The US markets remain remarkably steady overnight despite a string of soft US economic releases overnight. Disappointing job and services data failed to trigger any meaningful selloff in equities, while Dollar edged slightly lower. Market pricing for Fed policy remains broadly unchanged, with a 96% chance of a hold at the upcoming meeting and a 70% probability for no change in July. Still, Friday’s non-farm payrolls report looms as a potential catalyst for repricing should the labor market disappoint more sharply than expected.
On the trade front, tensions are simmering as the US formally doubled its tariffs on imported steel and aluminum. Canada is now openly preparing retaliatory measures should ongoing negotiations with Washington break down. Prime Minister Mark Carney told lawmakers that Canada is engaged in “intensive negotiations” but is also preparing reprisal tariffs in parallel.
Meanwhile, EU-US trade talks appear to be moving in a more constructive direction. After a meeting in Paris, EU negotiator Maros Sefcovic and US Trade Representative Jamieson Greer described the discussions as productive and advancing “at pace.” Sefcovic noted the talks are now “very concrete,” and Greer echoed that sentiment, signaling genuine willingness from both sides to achieve a reciprocal agreement.

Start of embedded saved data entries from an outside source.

//! Spine-ordered conversion of content documents to markdown

use super::container::Container;
use super::markdown::html_to_markdown;
use super::types::{ConvertedText, ManifestItem, Package};
use super::EpubError;

/// Whether a manifest item is a markup content document
pub fn is_markup(item: &ManifestItem) -> bool {
    let media_type = item.media_type.to_ascii_lowercase();
    let href = item.href.to_ascii_lowercase();
    media_type.contains("html") || href.ends_with(".html") || href.ends_with(".xhtml") || href.ends_with(".htm")
}

/// Convert every markup document in the spine, in spine order.
///
/// Never fails: an entry that cannot be read is logged and contributes
/// nothing, and so does an entry without a `<body>`.
pub fn convert(container: &mut Container<'_>, package: &Package) -> ConvertedText {
    let mut text = ConvertedText::with_header(&package.metadata);

    for idref in &package.spine {
        let Some(item) = package.manifest.get(idref) else {
            tracing::debug!(idref = %idref, "Spine references unknown manifest id, skipping");
            continue;
        };

        if !is_markup(item) {
            tracing::trace!(idref = %idref, media_type = %item.media_type, "Skipping non-markup spine item");
            continue;
        }

        match convert_entry(container, item) {
            Ok(Some(markdown)) => text.push_block(&markdown),
            Ok(None) => {
                tracing::debug!(href = %item.href, "Content document has no body, skipping");
            }
            Err(e) => {
                tracing::warn!(href = %item.href, error = %e, "Failed to convert content document");
            }
        }
    }

    text
}

fn convert_entry(container: &mut Container<'_>, item: &ManifestItem) -> Result<Option<String>, EpubError> {
    let html = container.read_text(&item.href, None)?;
    Ok(html_to_markdown(&html))
}
//! Database schema initialization

use sqlx::SqlitePool;

use crate::error::Result;

/// Initialize the database schema
pub async fn initialize_schema(pool: &SqlitePool) -> Result<()> {
    sqlx::query(SCHEMA_SQL).execute(pool).await?;

    Ok(())
}

const SCHEMA_SQL: &str = r#"
CREATE TABLE IF NOT EXISTS ebooks (
    id TEXT PRIMARY KEY,
    title TEXT NOT NULL,
    authors TEXT NOT NULL,
    created_at TEXT NOT NULL,
    updated_at TEXT NOT NULL,
    location TEXT NOT NULL DEFAULT '0',
    current_text TEXT NOT NULL DEFAULT ''
);

CREATE INDEX IF NOT EXISTS idx_ebooks_created_at ON ebooks(created_at);
"#;
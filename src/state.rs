//! Application state management

use std::sync::Arc;

use sqlx::SqlitePool;

use crate::config::Config;
use crate::ingest::IngestService;
use crate::storage::BlobStore;

/// Shared application state
#[derive(Clone)]
pub struct AppState {
    inner: Arc<AppStateInner>,
}

struct AppStateInner {
    config: Config,
    blobs: Arc<dyn BlobStore>,
    db: SqlitePool,
    ingest: IngestService,
}

impl AppState {
    pub fn new(config: Config, blobs: Arc<dyn BlobStore>, db: SqlitePool) -> Self {
        let ingest = IngestService::new(
            blobs.clone(),
            db.clone(),
            config.ingest.blob_write_timeout(),
        );

        Self {
            inner: Arc::new(AppStateInner {
                config,
                blobs,
                db,
                ingest,
            }),
        }
    }

    /// Get the configuration
    pub fn config(&self) -> &Config {
        &self.inner.config
    }

    /// Get the blob store
    pub fn blobs(&self) -> &dyn BlobStore {
        self.inner.blobs.as_ref()
    }

    /// Get the database pool
    pub fn db(&self) -> &SqlitePool {
        &self.inner.db
    }

    /// Get the ingestion service
    pub fn ingest(&self) -> &IngestService {
        &self.inner.ingest
    }
}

Attention now turns to ECB’s policy decision later today. A 25 bps rate cut is fully priced in, with the real focus on whether President Lagarde signals a pause for July. Given the subdued market response to recent central bank events and the current range-bound conditions, it remains to be seen whether today’s meeting will break the stalemate .
In weekly performance terms, Dollar is currently the worst performer, followed by Swiss Franc and Loonie. At the other end of the spectrum, Kiwi leads gains, with the Aussie and Sterling also modestly firmer. Euro and Ten are trading in the middle of the pack. Yet, almost all major pairs and crosses remain trapped within last week’s ranges.
In Asia, at the time of writing, Nikkei is down -0.53%. Hong Kong HSI is up 0.60%. China Shanghai SSE is up 0.08%. Singapore Strait Times is up 0.10%. Japan 10-year JGB yield is down -0.039 at 1.466. Overnight, DOW fell -0.22%. S&P 500 rose 0.01%. NASDAQ rose 0.32%. 10-year yield fell -0.095 to 4.365.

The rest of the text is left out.